The Plaintiffs filed a complaint seeking injunctive relief in the nature of reinstatement of the minor Plaintiff, William, as a student in a private preparatory school. William, a sophomore in the school, and his parents reside in the District of Columbia. The Defendants are St. Francis Preparatory School and its headmaster, both of Spring Grove, Pennsylvania.

 William and eight other students out of a total enrollment of 95 were expelled from the school on May 13, 1971, following an incident involving an alleged use by the nine students of LSD on Saturday, May 8, 1971. On that night, one of the masters discovered one of the nine in a violent hallucinatory state. The boy was treated within the hour at a hospital for ingestion of LSD. An immediate investigation was precipitated and William was implicated. He admitted to a master and the headmaster that he had taken LSD on Saturday night, May 8, but thereafter repudiated his admission and substituted an admission that he had taken LSD one week earlier. At the hearing before me, he denied having taken LSD on either occasion.

 During the current school term, faculty and visiting experts had repeatedly instructed the student body of the dangers of narcotics and school officials had notified the students that the use of drugs would result in expulsion. Last year, while William was a freshman at the school, five seniors were expelled for narcotics use.

 William's expulsion is based on his admissions to the master and headmaster and the testimony of one of the nine expelled students that William had participated in the use of drugs.

 The main thrust of Plaintiffs' original pleading is that William was deprived of constitutional procedural due process. An amended complaint filed near the end of the two days of court hearing asserted a cause of action for damages.
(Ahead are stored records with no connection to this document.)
use std::sync::Arc;

use stockroom_core::DomainResult;
use stockroom_products::{Product, ProductDraft, ProductId, ProductPatch};
use stockroom_store::{CatalogStore, InMemoryCatalog};

/// Handler-facing facade over the catalog store.
///
/// Constructed once in `build_app` and injected into handlers via
/// `Extension`, so tests can stand up an isolated instance per server.
#[derive(Clone)]
pub struct AppServices {
    catalog: Arc<InMemoryCatalog>,
}

impl AppServices {
    pub fn new(catalog: Arc<InMemoryCatalog>) -> Self {
        Self { catalog }
    }

    pub fn products_find(&self, id: ProductId) -> Option<Product> {
        self.catalog.find(id)
    }

    pub fn products_create(&self, draft: ProductDraft) -> DomainResult<Product> {
        self.catalog.insert(draft)
    }

    pub fn products_update(&self, id: ProductId, patch: ProductPatch) -> DomainResult<Product> {
        self.catalog.update(id, patch)
    }

    pub fn products_delete(&self, id: ProductId) -> DomainResult<()> {
        self.catalog.delete(id)
    }

    pub fn products_list(&self) -> Vec<Product> {
        self.catalog.list()
    }
}

/// Wire up the services with the fixture catalog.
pub fn build_services() -> AppServices {
    AppServices::new(Arc::new(InMemoryCatalog::with_products(seed_products())))
}

/// Records present at startup; the id counter resumes after the highest one.
fn seed_products() -> Vec<Product> {
    vec![
        Product {
            id: ProductId::new(1),
            name: "Cheese - St. Andre".to_string(),
            quantity: 60,
            code_value: "S73191A".to_string(),
            is_published: true,
            expiration: "12/04/2022".to_string(),
            price: 50.15,
        },
        Product {
            id: ProductId::new(2),
            name: "Apples".to_string(),
            quantity: 100,
            code_value: "A12345".to_string(),
            is_published: true,
            expiration: "25/12/2022".to_string(),
            price: 1.99,
        },
    ]
}
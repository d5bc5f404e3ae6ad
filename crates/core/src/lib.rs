//! `stockroom-core` — domain foundation building blocks.
//!
//! This crate contains **pure domain** primitives (no infrastructure concerns).

pub mod error;

pub use error::{DomainError, DomainResult};
#[tokio::main]
async fn main() -> anyhow::Result<()> {
    stockroom_observability::init();

    let addr = std::env::var("STOCKROOM_ADDR").unwrap_or_else(|_| "0.0.0.0:8080".to_string());

    let app = stockroom_api::app::build_app();

    let listener = tokio::net::TcpListener::bind(&addr).await?;
    tracing::info!("listening on {}", listener.local_addr()?);

    axum::serve(listener, app).await?;
    Ok(())
}
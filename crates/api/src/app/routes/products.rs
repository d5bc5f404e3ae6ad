use std::sync::Arc;

use axum::{
    extract::{rejection::JsonRejection, Extension, Path},
    http::StatusCode,
    response::IntoResponse,
    routing::{get, post},
    Json, Router,
};

use stockroom_products::ProductId;

use crate::app::services::AppServices;
use crate::app::{dto, errors};

pub fn router() -> Router {
    Router::new()
        .route("/", post(create_product).get(list_products))
        .route(
            "/:id",
            get(get_product).patch(update_product).delete(delete_product),
        )
}

pub async fn create_product(
    Extension(services): Extension<Arc<AppServices>>,
    body: Result<Json<dto::CreateProductRequest>, JsonRejection>,
) -> axum::response::Response {
    let Json(body) = match body {
        Ok(b) => b,
        Err(_) => return errors::json_error(StatusCode::BAD_REQUEST, "invalid product payload"),
    };

    match services.products_create(body.into_draft()) {
        Ok(product) => (StatusCode::CREATED, Json(product)).into_response(),
        Err(e) => errors::domain_error_to_response(e),
    }
}

pub async fn get_product(
    Extension(services): Extension<Arc<AppServices>>,
    Path(id): Path<String>,
) -> axum::response::Response {
    let id: ProductId = match id.parse() {
        Ok(v) => v,
        Err(_) => return errors::json_error(StatusCode::BAD_REQUEST, "invalid product id"),
    };

    match services.products_find(id) {
        Some(product) => (StatusCode::OK, Json(product)).into_response(),
        None => errors::json_error(StatusCode::NOT_FOUND, "product not found"),
    }
}

pub async fn update_product(
    Extension(services): Extension<Arc<AppServices>>,
    Path(id): Path<String>,
    body: Result<Json<dto::UpdateProductRequest>, JsonRejection>,
) -> axum::response::Response {
    let id: ProductId = match id.parse() {
        Ok(v) => v,
        Err(_) => return errors::json_error(StatusCode::BAD_REQUEST, "invalid product id"),
    };

    let Json(body) = match body {
        Ok(b) => b,
        Err(_) => return errors::json_error(StatusCode::BAD_REQUEST, "invalid product payload"),
    };

    match services.products_update(id, body.into_patch()) {
        Ok(product) => (StatusCode::OK, Json(product)).into_response(),
        Err(e) => errors::domain_error_to_response(e),
    }
}

pub async fn delete_product(
    Extension(services): Extension<Arc<AppServices>>,
    Path(id): Path<String>,
) -> axum::response::Response {
    let id: ProductId = match id.parse() {
        Ok(v) => v,
        Err(_) => return errors::json_error(StatusCode::BAD_REQUEST, "invalid product id"),
    };

    match services.products_delete(id) {
        Ok(()) => (
            StatusCode::OK,
            Json(serde_json::json!({ "message": "product deleted" })),
        )
            .into_response(),
        Err(e) => errors::domain_error_to_response(e),
    }
}

pub async fn list_products(
    Extension(services): Extension<Arc<AppServices>>,
) -> axum::response::Response {
    let items = services.products_list();
    (StatusCode::OK, Json(serde_json::json!({ "items": items }))).into_response()
}
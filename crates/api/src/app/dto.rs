use serde::Deserialize;

use stockroom_products::{ProductDraft, ProductPatch};

// -------------------------
// Request DTOs
// -------------------------

/// Body of `POST /products`: a product sans id. Absent fields bind to their
/// defaults; validation decides what is acceptable.
#[derive(Debug, Deserialize)]
pub struct CreateProductRequest {
    #[serde(default)]
    pub name: String,
    #[serde(default)]
    pub quantity: i64,
    #[serde(default)]
    pub code_value: String,
    #[serde(default)]
    pub is_published: bool,
    #[serde(default)]
    pub expiration: String,
    #[serde(default)]
    pub price: f64,
}

impl CreateProductRequest {
    pub fn into_draft(self) -> ProductDraft {
        ProductDraft {
            name: self.name,
            quantity: self.quantity,
            code_value: self.code_value,
            is_published: self.is_published,
            expiration: self.expiration,
            price: self.price,
        }
    }
}

/// Body of `PATCH /products/{id}`: present fields overwrite, absent (or
/// `null`) fields are left untouched.
#[derive(Debug, Default, Deserialize)]
pub struct UpdateProductRequest {
    pub name: Option<String>,
    pub quantity: Option<i64>,
    pub code_value: Option<String>,
    pub is_published: Option<bool>,
    pub expiration: Option<String>,
    pub price: Option<f64>,
}

impl UpdateProductRequest {
    pub fn into_patch(self) -> ProductPatch {
        ProductPatch {
            name: self.name,
            quantity: self.quantity,
            code_value: self.code_value,
            is_published: self.is_published,
            expiration: self.expiration,
            price: self.price,
        }
    }
}
use core::str::FromStr;

use serde::{Deserialize, Serialize};

use stockroom_core::{DomainError, DomainResult};

/// Product identifier (catalog-wide, assigned sequentially by the store).
#[derive(Debug, Copy, Clone, PartialEq, Eq, Hash, Serialize, Deserialize)]
#[serde(transparent)]
pub struct ProductId(u64);

impl ProductId {
    pub fn new(id: u64) -> Self {
        Self(id)
    }

    pub fn get(&self) -> u64 {
        self.0
    }
}

impl core::fmt::Display for ProductId {
    fn fmt(&self, f: &mut core::fmt::Formatter<'_>) -> core::fmt::Result {
        core::fmt::Display::fmt(&self.0, f)
    }
}

impl FromStr for ProductId {
    type Err = DomainError;

    fn from_str(s: &str) -> Result<Self, Self::Err> {
        let id = u64::from_str(s).map_err(|e| DomainError::invalid_id(format!("ProductId: {e}")))?;
        Ok(Self(id))
    }
}

/// Catalog entry. Serializes to the wire shape used by every endpoint.
#[derive(Debug, Clone, PartialEq, Serialize, Deserialize)]
pub struct Product {
    pub id: ProductId,
    pub name: String,
    pub quantity: i64,
    pub code_value: String,
    pub is_published: bool,
    pub expiration: String,
    pub price: f64,
}

/// Input for creating a product (everything but the store-assigned id).
///
/// All fields default so a partial body binds cleanly; `validate` decides
/// what is actually acceptable.
#[derive(Debug, Clone, Default, PartialEq, Serialize, Deserialize)]
pub struct ProductDraft {
    #[serde(default)]
    pub name: String,
    #[serde(default)]
    pub quantity: i64,
    #[serde(default)]
    pub code_value: String,
    #[serde(default)]
    pub is_published: bool,
    #[serde(default)]
    pub expiration: String,
    #[serde(default)]
    pub price: f64,
}

impl ProductDraft {
    pub fn validate(&self) -> DomainResult<()> {
        validate_name(&self.name)?;
        validate_quantity(self.quantity)?;
        validate_price(self.price)
    }

    /// Materialize the draft into a stored product under the given id.
    pub fn into_product(self, id: ProductId) -> Product {
        Product {
            id,
            name: self.name,
            quantity: self.quantity,
            code_value: self.code_value,
            is_published: self.is_published,
            expiration: self.expiration,
            price: self.price,
        }
    }
}

/// Partial update. A field set to `Some` overwrites the stored value, `None`
/// leaves it untouched, so an explicit zero is distinguishable from an
/// omitted field.
#[derive(Debug, Clone, Default, PartialEq, Serialize, Deserialize)]
pub struct ProductPatch {
    pub name: Option<String>,
    pub quantity: Option<i64>,
    pub code_value: Option<String>,
    pub is_published: Option<bool>,
    pub expiration: Option<String>,
    pub price: Option<f64>,
}

impl ProductPatch {
    /// Validate only the fields that are present.
    pub fn validate(&self) -> DomainResult<()> {
        if let Some(name) = &self.name {
            validate_name(name)?;
        }
        if let Some(quantity) = self.quantity {
            validate_quantity(quantity)?;
        }
        if let Some(price) = self.price {
            validate_price(price)?;
        }
        Ok(())
    }

    /// Overwrite the present fields in place. The id is not patchable.
    pub fn apply_to(&self, product: &mut Product) {
        if let Some(name) = &self.name {
            product.name = name.clone();
        }
        if let Some(quantity) = self.quantity {
            product.quantity = quantity;
        }
        if let Some(code_value) = &self.code_value {
            product.code_value = code_value.clone();
        }
        if let Some(is_published) = self.is_published {
            product.is_published = is_published;
        }
        if let Some(expiration) = &self.expiration {
            product.expiration = expiration.clone();
        }
        if let Some(price) = self.price {
            product.price = price;
        }
    }
}

fn validate_name(name: &str) -> DomainResult<()> {
    if name.trim().is_empty() {
        return Err(DomainError::validation("name cannot be empty"));
    }
    Ok(())
}

fn validate_quantity(quantity: i64) -> DomainResult<()> {
    if quantity < 0 {
        return Err(DomainError::validation("quantity cannot be negative"));
    }
    Ok(())
}

fn validate_price(price: f64) -> DomainResult<()> {
    if !price.is_finite() {
        return Err(DomainError::validation("price must be a finite number"));
    }
    if price < 0.0 {
        return Err(DomainError::validation("price cannot be negative"));
    }
    Ok(())
}

#[cfg(test)]
mod tests {
    use super::*;

    fn test_draft() -> ProductDraft {
        ProductDraft {
            name: "Cheddar".to_string(),
            quantity: 12,
            code_value: "C0001".to_string(),
            is_published: true,
            expiration: "01/01/2027".to_string(),
            price: 4.25,
        }
    }

    #[test]
    fn product_id_parses_from_decimal_string() {
        let id: ProductId = "42".parse().unwrap();
        assert_eq!(id, ProductId::new(42));
        assert_eq!(id.to_string(), "42");
    }

    #[test]
    fn product_id_rejects_non_integer_input() {
        for bad in ["abc", "1.5", "-1", ""] {
            let err = bad.parse::<ProductId>().unwrap_err();
            match err {
                DomainError::InvalidId(_) => {}
                other => panic!("expected InvalidId, got {other:?}"),
            }
        }
    }

    #[test]
    fn valid_draft_passes_validation() {
        assert!(test_draft().validate().is_ok());
    }

    #[test]
    fn draft_rejects_blank_name() {
        let draft = ProductDraft {
            name: "   ".to_string(),
            ..test_draft()
        };
        let err = draft.validate().unwrap_err();
        match err {
            DomainError::Validation(_) => {}
            other => panic!("expected Validation, got {other:?}"),
        }
    }

    #[test]
    fn draft_rejects_negative_quantity() {
        let draft = ProductDraft {
            quantity: -1,
            ..test_draft()
        };
        assert!(matches!(draft.validate(), Err(DomainError::Validation(_))));
    }

    #[test]
    fn draft_rejects_negative_or_non_finite_price() {
        for price in [-0.01, f64::NAN, f64::INFINITY] {
            let draft = ProductDraft {
                price,
                ..test_draft()
            };
            assert!(matches!(draft.validate(), Err(DomainError::Validation(_))));
        }
    }

    #[test]
    fn draft_accepts_zero_quantity_and_price() {
        let draft = ProductDraft {
            quantity: 0,
            price: 0.0,
            ..test_draft()
        };
        assert!(draft.validate().is_ok());
    }

    #[test]
    fn into_product_carries_all_fields_and_the_assigned_id() {
        let draft = test_draft();
        let product = draft.clone().into_product(ProductId::new(7));

        assert_eq!(product.id, ProductId::new(7));
        assert_eq!(product.name, draft.name);
        assert_eq!(product.quantity, draft.quantity);
        assert_eq!(product.code_value, draft.code_value);
        assert_eq!(product.is_published, draft.is_published);
        assert_eq!(product.expiration, draft.expiration);
        assert_eq!(product.price, draft.price);
    }

    #[test]
    fn patch_overwrites_only_present_fields() {
        let mut product = test_draft().into_product(ProductId::new(1));
        let patch = ProductPatch {
            quantity: Some(50),
            ..ProductPatch::default()
        };

        patch.apply_to(&mut product);

        assert_eq!(product.quantity, 50);
        assert_eq!(product.name, "Cheddar");
        assert_eq!(product.code_value, "C0001");
    }

    #[test]
    fn patch_with_explicit_zero_sets_zero() {
        let mut product = test_draft().into_product(ProductId::new(1));
        let patch = ProductPatch {
            quantity: Some(0),
            ..ProductPatch::default()
        };

        patch.apply_to(&mut product);
        assert_eq!(product.quantity, 0);
    }

    #[test]
    fn empty_patch_leaves_product_unchanged() {
        let mut product = test_draft().into_product(ProductId::new(1));
        let before = product.clone();

        ProductPatch::default().apply_to(&mut product);
        assert_eq!(product, before);
    }

    #[test]
    fn null_fields_deserialize_as_absent() {
        let patch: ProductPatch =
            serde_json::from_str(r#"{"name": null, "quantity": 3}"#).unwrap();
        assert_eq!(patch.name, None);
        assert_eq!(patch.quantity, Some(3));
    }

    #[test]
    fn patch_validation_checks_only_present_fields() {
        // A patch that touches nothing invalid passes even though it changes nothing.
        assert!(ProductPatch::default().validate().is_ok());

        let patch = ProductPatch {
            quantity: Some(-5),
            ..ProductPatch::default()
        };
        assert!(matches!(patch.validate(), Err(DomainError::Validation(_))));

        let patch = ProductPatch {
            name: Some(String::new()),
            ..ProductPatch::default()
        };
        assert!(matches!(patch.validate(), Err(DomainError::Validation(_))));
    }

    #[cfg(test)]
    mod proptest_tests {
        use super::*;
        use proptest::prelude::*;

        fn arb_draft() -> impl Strategy<Value = ProductDraft> {
            (
                "[A-Za-z][A-Za-z0-9 ]{0,40}",
                0i64..1_000_000,
                "[A-Z0-9]{0,12}",
                any::<bool>(),
                "[0-3][0-9]/[0-1][0-9]/20[0-9][0-9]",
                0.0f64..100_000.0,
            )
                .prop_map(|(name, quantity, code_value, is_published, expiration, price)| {
                    ProductDraft {
                        name,
                        quantity,
                        code_value,
                        is_published,
                        expiration,
                        price,
                    }
                })
        }

        proptest! {
            /// Property: drafts with in-range fields always validate.
            #[test]
            fn well_formed_drafts_validate(draft in arb_draft()) {
                prop_assert!(draft.validate().is_ok());
            }

            /// Property: a negative quantity is always rejected.
            #[test]
            fn negative_quantity_never_validates(
                draft in arb_draft(),
                quantity in i64::MIN..0,
            ) {
                let draft = ProductDraft { quantity, ..draft };
                prop_assert!(matches!(draft.validate(), Err(DomainError::Validation(_))));
            }

            /// Property: applying a patch never changes the id.
            #[test]
            fn patch_never_changes_id(
                draft in arb_draft(),
                id in 1u64..10_000,
                new_name in "[A-Za-z][A-Za-z0-9 ]{0,40}",
                new_quantity in proptest::option::of(0i64..1_000_000),
            ) {
                let mut product = draft.into_product(ProductId::new(id));
                let patch = ProductPatch {
                    name: Some(new_name),
                    quantity: new_quantity,
                    ..ProductPatch::default()
                };
                patch.apply_to(&mut product);
                prop_assert_eq!(product.id, ProductId::new(id));
            }

            /// Property: patch application is idempotent.
            #[test]
            fn patch_application_is_idempotent(
                draft in arb_draft(),
                new_quantity in proptest::option::of(0i64..1_000_000),
                new_price in proptest::option::of(0.0f64..100_000.0),
            ) {
                let mut once = draft.clone().into_product(ProductId::new(1));
                let mut twice = draft.into_product(ProductId::new(1));
                let patch = ProductPatch {
                    quantity: new_quantity,
                    price: new_price,
                    ..ProductPatch::default()
                };

                patch.apply_to(&mut once);
                patch.apply_to(&mut twice);
                patch.apply_to(&mut twice);

                prop_assert_eq!(once, twice);
            }
        }
    }
}
//! Combinator streams over the mouth.
//!
//! There are two views of the mouth's input: [RawStream] returns tokens
//! without expansion (used when reading `\def` texts and macro arguments)
//! and [ExpandedStream] expands as it reads (used by the number and
//! dimension parsers, where digits may come from macros).

use super::Mouth;
use crate::combinator::Journal;
use crate::combinator::Stream;
use crate::env::Environment;
use crate::source::Position;
use crate::token::Token;

/// Access to the environment from a combinator stream.
///
/// Parsers that resolve internal quantities (count registers in a number,
/// for example) require this alongside [Stream].
pub trait HasEnvironment {
    fn env(&self) -> &Environment;
}

/// A [Stream] over the mouth that does not perform expansion.
pub struct RawStream<'a> {
    mouth: &'a mut Mouth,
    journal: Journal,
    state: (),
}

impl<'a> RawStream<'a> {
    pub fn new(mouth: &'a mut Mouth) -> RawStream<'a> {
        RawStream {
            mouth,
            journal: Journal::default(),
            state: (),
        }
    }
}

impl<'a> Stream for RawStream<'a> {
    type State = ();

    fn next(&mut self) -> crate::Result<Option<Token>> {
        let token = self.mouth.next_raw()?;
        if let Some(token) = &token {
            self.journal.observe(token);
        }
        Ok(token)
    }

    fn push_back(&mut self, token: Token) {
        self.journal.observe_push_back();
        self.mouth.push_front(token);
    }

    fn position(&self) -> Position {
        self.mouth.position()
    }

    fn state(&self) -> &() {
        &self.state
    }

    fn state_mut(&mut self) -> &mut () {
        &mut self.state
    }

    fn begin_record(&mut self) {
        self.journal.begin();
    }

    fn commit_record(&mut self) {
        self.journal.commit();
    }

    fn abort_record(&mut self) {
        for token in self.journal.abort().into_iter().rev() {
            self.mouth.push_front(token);
        }
    }
}

impl<'a> HasEnvironment for RawStream<'a> {
    fn env(&self) -> &Environment {
        self.mouth.env()
    }
}

/// A [Stream] over the mouth that expands as it reads.
pub struct ExpandedStream<'a> {
    mouth: &'a mut Mouth,
    journal: Journal,
    state: (),
}

impl<'a> ExpandedStream<'a> {
    pub fn new(mouth: &'a mut Mouth) -> ExpandedStream<'a> {
        ExpandedStream {
            mouth,
            journal: Journal::default(),
            state: (),
        }
    }
}

impl<'a> Stream for ExpandedStream<'a> {
    type State = ();

    fn next(&mut self) -> crate::Result<Option<Token>> {
        let token = self.mouth.next_expanded()?;
        if let Some(token) = &token {
            self.journal.observe(token);
        }
        Ok(token)
    }

    fn push_back(&mut self, token: Token) {
        self.journal.observe_push_back();
        self.mouth.push_front(token);
    }

    fn position(&self) -> Position {
        self.mouth.position()
    }

    fn state(&self) -> &() {
        &self.state
    }

    fn state_mut(&mut self) -> &mut () {
        &mut self.state
    }

    fn begin_record(&mut self) {
        self.journal.begin();
    }

    fn commit_record(&mut self) {
        self.journal.commit();
    }

    fn abort_record(&mut self) {
        for token in self.journal.abort().into_iter().rev() {
            self.mouth.push_front(token);
        }
    }
}

impl<'a> HasEnvironment for ExpandedStream<'a> {
    fn env(&self) -> &Environment {
        self.mouth.env()
    }
}
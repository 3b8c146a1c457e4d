//! # Texmouth standard library extensions
//!
//! This crate contains data structures and algorithms used in the Texmouth
//! project that are not specific to TeX.

pub mod algorithms;
pub mod collections;
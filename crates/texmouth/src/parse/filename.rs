//! File name parsing, for `\input`.
//!
//! A file name is a whitespace-delimited run of letter and other character
//! tokens. The terminating space is consumed; any other terminating token is
//! left in the input.

use super::space;
use super::step;
use crate::combinator::many;
use crate::combinator::many1;
use crate::combinator::named;
use crate::combinator::opt;
use crate::combinator::satisfy;
use crate::combinator::Parser;
use crate::combinator::Reply;
use crate::combinator::Stream;
use crate::token::CatCode;
use crate::token::Value;

/// Parse a file name from the stream.
pub fn parse_file_name<S: Stream>(stream: &mut S) -> crate::Result<String> {
    super::number::finish(file_name().parse(stream), "a file name")
}

fn file_name<S: Stream>() -> impl Parser<S, Output = String> {
    |stream: &mut S| {
        let mut consumed = false;
        step![consumed, stream, many(space())];
        let chars = step![
            consumed,
            stream,
            named(many1(name_char()), "a file name")
        ];
        step![consumed, stream, opt(space())];
        Reply::ok(consumed, chars.into_iter().collect())
    }
}

fn name_char<S: Stream>() -> impl Parser<S, Output = char> {
    satisfy("a file name character", |token| match token.value() {
        Value::Character(c, CatCode::Letter | CatCode::Other) => Some(*c),
        _ => None,
    })
}

#[cfg(test)]
mod tests {
    use super::super::testing::*;
    use super::*;
    use crate::env::Environment;

    fn parse(input: &str) -> (crate::Result<String>, usize) {
        let mut stream = EnvStream::new(Environment::new_plain(), tokens(input));
        let result = parse_file_name(&mut stream);
        (result, stream.remaining().len())
    }

    #[test]
    fn simple_name() {
        let (result, remaining) = parse("file1 hello");
        assert_eq!(result.unwrap(), "file1");
        // The terminating space is consumed; "hello" remains.
        assert_eq!(remaining, 5);
    }

    #[test]
    fn name_with_extension_and_path() {
        let (result, _) = parse("nested/file4.tex");
        assert_eq!(result.unwrap(), "nested/file4.tex");
    }

    #[test]
    fn leading_spaces_are_skipped() {
        let mut stream = EnvStream::new(Environment::new_plain(), tokens("x y"));
        stream.next().unwrap();
        assert_eq!(parse_file_name(&mut stream).unwrap(), "y");
    }

    #[test]
    fn stops_at_non_character_token() {
        let (result, remaining) = parse(r"name\relax");
        assert_eq!(result.unwrap(), "name");
        assert_eq!(remaining, 1);
    }

    #[test]
    fn empty_name_is_an_error() {
        let (result, _) = parse(r"\relax");
        assert!(result.is_err());
    }
}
 Jurisdiction in this Court is invoked by Plaintiffs under 28 U.S.C. §§ 1331, 1332, 1343, 42 U.S.C. § 1983 and "the all-writs Section of the United States judicial code and other applicable statutes."

 This Court has jurisdiction under 28 U.S.C. § 1343 and its substantive corollary 42 U.S.C. § 1983 to entertain an action to redress the deprivation under color of state law of any right secured by the Constitution or by an act of Congress providing for the equal rights of citizens.

 The expulsion here was by a private preparatory school with no significant relationship to the Commonwealth of Pennsylvania and thus the expulsion was not under color of state law. Browns v. Mitchell, 409 F.2d 593 (10th Cir. 1969) and Grossner v. Columbia University, 287 F. Supp. 535 (S.D.N.Y. 1968). 28 U.S.C. § 1343 and 42 U.S.C. § 1983 are inapposite.

 There is no federal question which would confer jurisdiction under 28 U.S.C. § 1331.

 Assuming, without deciding, that this Court has jurisdiction under 28 U.S.C. § 1332 relating to diversity, Plaintiffs must satisfy two prerequisites before a preliminary injunction may issue. These are (1) that Plaintiffs will be irreparably injured pendente lite if the preliminary injunction be denied and (2) that there is a reasonable probability of eventual success in the litigation. ALK Corp. v. Columbia Pictures, 440 F.2d 761 (3d Cir., 1971).

 The Plaintiffs have met the first requirement but I am not convinced that there is a reasonable probability that Plaintiffs will eventually succeed in this litigation.

 Accordingly, the Court will decline to grant Plaintiffs a preliminary injunction. The Temporary Restraining Order will be vacated.

 This opinion shall constitute the Court's findings of fact and conclusions of law.